"""

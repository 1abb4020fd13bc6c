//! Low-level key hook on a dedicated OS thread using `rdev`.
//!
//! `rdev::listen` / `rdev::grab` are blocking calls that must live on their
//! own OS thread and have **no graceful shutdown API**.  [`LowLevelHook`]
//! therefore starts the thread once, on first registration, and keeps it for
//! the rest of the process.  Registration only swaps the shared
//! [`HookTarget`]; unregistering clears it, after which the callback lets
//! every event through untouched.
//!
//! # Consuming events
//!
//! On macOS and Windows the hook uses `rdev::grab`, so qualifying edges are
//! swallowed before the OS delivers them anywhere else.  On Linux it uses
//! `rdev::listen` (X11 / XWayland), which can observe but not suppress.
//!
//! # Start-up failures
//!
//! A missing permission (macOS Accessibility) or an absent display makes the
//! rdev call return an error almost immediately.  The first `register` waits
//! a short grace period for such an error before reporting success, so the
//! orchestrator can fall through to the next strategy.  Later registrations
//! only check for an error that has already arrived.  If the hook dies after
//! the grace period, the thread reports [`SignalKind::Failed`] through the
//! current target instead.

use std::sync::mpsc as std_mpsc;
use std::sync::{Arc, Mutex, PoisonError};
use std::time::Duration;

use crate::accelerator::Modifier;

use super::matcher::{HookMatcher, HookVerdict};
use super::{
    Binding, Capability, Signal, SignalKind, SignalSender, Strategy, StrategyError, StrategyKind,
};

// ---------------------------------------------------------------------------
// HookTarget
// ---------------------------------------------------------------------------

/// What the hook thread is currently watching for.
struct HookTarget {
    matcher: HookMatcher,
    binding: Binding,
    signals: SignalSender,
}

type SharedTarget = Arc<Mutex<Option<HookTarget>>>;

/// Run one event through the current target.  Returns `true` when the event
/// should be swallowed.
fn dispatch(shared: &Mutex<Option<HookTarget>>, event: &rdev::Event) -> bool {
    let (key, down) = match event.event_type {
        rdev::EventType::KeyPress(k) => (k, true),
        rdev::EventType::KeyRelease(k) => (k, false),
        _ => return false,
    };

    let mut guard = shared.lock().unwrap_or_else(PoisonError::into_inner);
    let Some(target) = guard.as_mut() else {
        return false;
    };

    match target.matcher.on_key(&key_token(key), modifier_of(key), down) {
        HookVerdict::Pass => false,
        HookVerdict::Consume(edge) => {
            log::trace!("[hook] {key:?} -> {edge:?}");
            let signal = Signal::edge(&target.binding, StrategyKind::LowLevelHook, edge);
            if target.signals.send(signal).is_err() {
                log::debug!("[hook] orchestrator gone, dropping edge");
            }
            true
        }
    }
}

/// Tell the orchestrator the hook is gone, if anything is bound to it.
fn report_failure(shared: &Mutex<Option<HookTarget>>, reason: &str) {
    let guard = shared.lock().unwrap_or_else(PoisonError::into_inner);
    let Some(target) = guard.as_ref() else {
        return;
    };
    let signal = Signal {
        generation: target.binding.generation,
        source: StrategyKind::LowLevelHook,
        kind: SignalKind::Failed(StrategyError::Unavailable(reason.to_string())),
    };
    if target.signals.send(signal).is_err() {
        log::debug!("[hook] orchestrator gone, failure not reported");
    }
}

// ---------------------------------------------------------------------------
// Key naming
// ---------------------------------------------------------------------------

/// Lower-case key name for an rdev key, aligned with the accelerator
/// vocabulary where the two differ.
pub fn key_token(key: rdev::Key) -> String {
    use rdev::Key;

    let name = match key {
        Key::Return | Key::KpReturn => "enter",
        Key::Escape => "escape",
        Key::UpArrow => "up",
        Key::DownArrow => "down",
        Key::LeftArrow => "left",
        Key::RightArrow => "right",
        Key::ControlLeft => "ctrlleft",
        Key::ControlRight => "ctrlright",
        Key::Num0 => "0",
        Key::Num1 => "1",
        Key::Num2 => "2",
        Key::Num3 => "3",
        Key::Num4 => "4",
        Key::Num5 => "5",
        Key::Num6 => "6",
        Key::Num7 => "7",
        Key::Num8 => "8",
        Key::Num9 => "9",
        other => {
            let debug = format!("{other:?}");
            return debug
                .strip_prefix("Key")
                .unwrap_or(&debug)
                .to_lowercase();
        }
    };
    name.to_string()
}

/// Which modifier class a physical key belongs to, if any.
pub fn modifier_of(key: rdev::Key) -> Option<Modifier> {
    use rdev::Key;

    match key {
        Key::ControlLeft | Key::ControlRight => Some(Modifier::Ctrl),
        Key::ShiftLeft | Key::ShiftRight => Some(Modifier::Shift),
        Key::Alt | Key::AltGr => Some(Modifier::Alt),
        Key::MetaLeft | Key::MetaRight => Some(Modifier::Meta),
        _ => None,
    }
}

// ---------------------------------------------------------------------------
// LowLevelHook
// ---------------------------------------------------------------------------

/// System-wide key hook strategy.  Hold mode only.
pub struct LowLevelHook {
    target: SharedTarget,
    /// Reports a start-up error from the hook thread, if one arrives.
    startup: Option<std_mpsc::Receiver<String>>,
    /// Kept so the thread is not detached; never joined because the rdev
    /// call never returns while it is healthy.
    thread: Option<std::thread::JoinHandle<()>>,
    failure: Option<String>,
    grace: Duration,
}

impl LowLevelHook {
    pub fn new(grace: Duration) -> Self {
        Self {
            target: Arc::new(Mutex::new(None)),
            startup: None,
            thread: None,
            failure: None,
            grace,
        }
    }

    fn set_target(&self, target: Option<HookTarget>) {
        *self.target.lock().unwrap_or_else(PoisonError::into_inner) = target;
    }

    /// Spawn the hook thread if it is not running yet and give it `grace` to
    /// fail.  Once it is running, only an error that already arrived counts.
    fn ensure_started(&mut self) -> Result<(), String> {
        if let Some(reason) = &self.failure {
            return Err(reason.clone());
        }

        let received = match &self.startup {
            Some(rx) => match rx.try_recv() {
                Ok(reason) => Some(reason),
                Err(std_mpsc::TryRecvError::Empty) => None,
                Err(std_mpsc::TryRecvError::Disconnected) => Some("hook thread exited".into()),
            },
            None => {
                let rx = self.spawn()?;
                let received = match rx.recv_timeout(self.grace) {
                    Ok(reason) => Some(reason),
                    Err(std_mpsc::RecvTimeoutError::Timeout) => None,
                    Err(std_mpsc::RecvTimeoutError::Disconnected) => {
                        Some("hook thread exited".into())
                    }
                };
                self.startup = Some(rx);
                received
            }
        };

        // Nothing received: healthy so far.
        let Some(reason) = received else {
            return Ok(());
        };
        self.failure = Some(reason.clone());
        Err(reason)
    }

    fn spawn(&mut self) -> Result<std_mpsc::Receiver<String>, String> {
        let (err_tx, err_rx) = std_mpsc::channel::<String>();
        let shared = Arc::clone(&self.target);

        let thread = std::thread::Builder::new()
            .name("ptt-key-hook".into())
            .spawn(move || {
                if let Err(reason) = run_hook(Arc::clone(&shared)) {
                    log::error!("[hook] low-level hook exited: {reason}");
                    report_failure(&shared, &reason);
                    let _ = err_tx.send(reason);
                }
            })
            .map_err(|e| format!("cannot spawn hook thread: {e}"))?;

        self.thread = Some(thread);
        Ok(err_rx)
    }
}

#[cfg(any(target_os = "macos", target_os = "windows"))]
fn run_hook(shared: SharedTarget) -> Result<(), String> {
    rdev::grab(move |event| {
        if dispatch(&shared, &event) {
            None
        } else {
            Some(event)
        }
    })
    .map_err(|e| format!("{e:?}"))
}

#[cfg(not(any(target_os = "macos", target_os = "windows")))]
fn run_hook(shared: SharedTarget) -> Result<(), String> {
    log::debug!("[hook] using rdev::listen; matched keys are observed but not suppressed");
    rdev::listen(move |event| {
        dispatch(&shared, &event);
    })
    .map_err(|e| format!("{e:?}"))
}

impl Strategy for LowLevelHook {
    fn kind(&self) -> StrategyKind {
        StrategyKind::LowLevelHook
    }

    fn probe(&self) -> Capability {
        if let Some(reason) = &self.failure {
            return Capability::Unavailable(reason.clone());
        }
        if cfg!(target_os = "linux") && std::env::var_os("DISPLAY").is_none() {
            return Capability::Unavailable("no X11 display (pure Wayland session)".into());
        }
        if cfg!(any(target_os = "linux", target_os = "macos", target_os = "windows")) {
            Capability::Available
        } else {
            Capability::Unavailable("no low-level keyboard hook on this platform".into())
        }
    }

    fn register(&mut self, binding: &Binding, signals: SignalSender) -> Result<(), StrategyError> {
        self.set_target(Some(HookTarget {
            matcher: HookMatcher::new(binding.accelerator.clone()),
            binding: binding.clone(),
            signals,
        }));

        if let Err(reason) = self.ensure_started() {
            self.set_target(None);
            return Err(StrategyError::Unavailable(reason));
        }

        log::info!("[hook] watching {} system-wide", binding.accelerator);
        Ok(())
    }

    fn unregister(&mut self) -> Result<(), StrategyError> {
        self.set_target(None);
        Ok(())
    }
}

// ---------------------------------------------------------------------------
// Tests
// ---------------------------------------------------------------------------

"""

## Task objective
Repeat the records above line by line, from the first line through the line that contains "use crate::accelerator::Modifier;".

## Completed exercise
repository 1abb4020fd13bc6c
//! Low-level key hook on a dedicated OS thread using `rdev`.
//!
//! `rdev::listen` / `rdev::grab` are blocking calls that must live on their
//! own OS thread and have **no graceful shutdown API**.  [`LowLevelHook`]
//! therefore starts the thread once, on first registration, and keeps it for
//! the rest of the process.  Registration only swaps the shared
//! [`HookTarget`]; unregistering clears it, after which the callback lets
//! every event through untouched.
//!
//! # Consuming events
//!
//! On macOS and Windows the hook uses `rdev::grab`, so qualifying edges are
//! swallowed before the OS delivers them anywhere else.  On Linux it uses
//! `rdev::listen` (X11 / XWayland), which can observe but not suppress.
//!
//! # Start-up failures
//!
//! A missing permission (macOS Accessibility) or an absent display makes the
//! rdev call return an error almost immediately.  The first `register` waits
//! a short grace period for such an error before reporting success, so the
//! orchestrator can fall through to the next strategy.  Later registrations
//! only check for an error that has already arrived.  If the hook dies after
//! the grace period, the thread reports [`SignalKind::Failed`] through the
//! current target instead.

use std::sync::mpsc as std_mpsc;
use std::sync::{Arc, Mutex, PoisonError};
use std::time::Duration;

use crate::accelerator::Modifier;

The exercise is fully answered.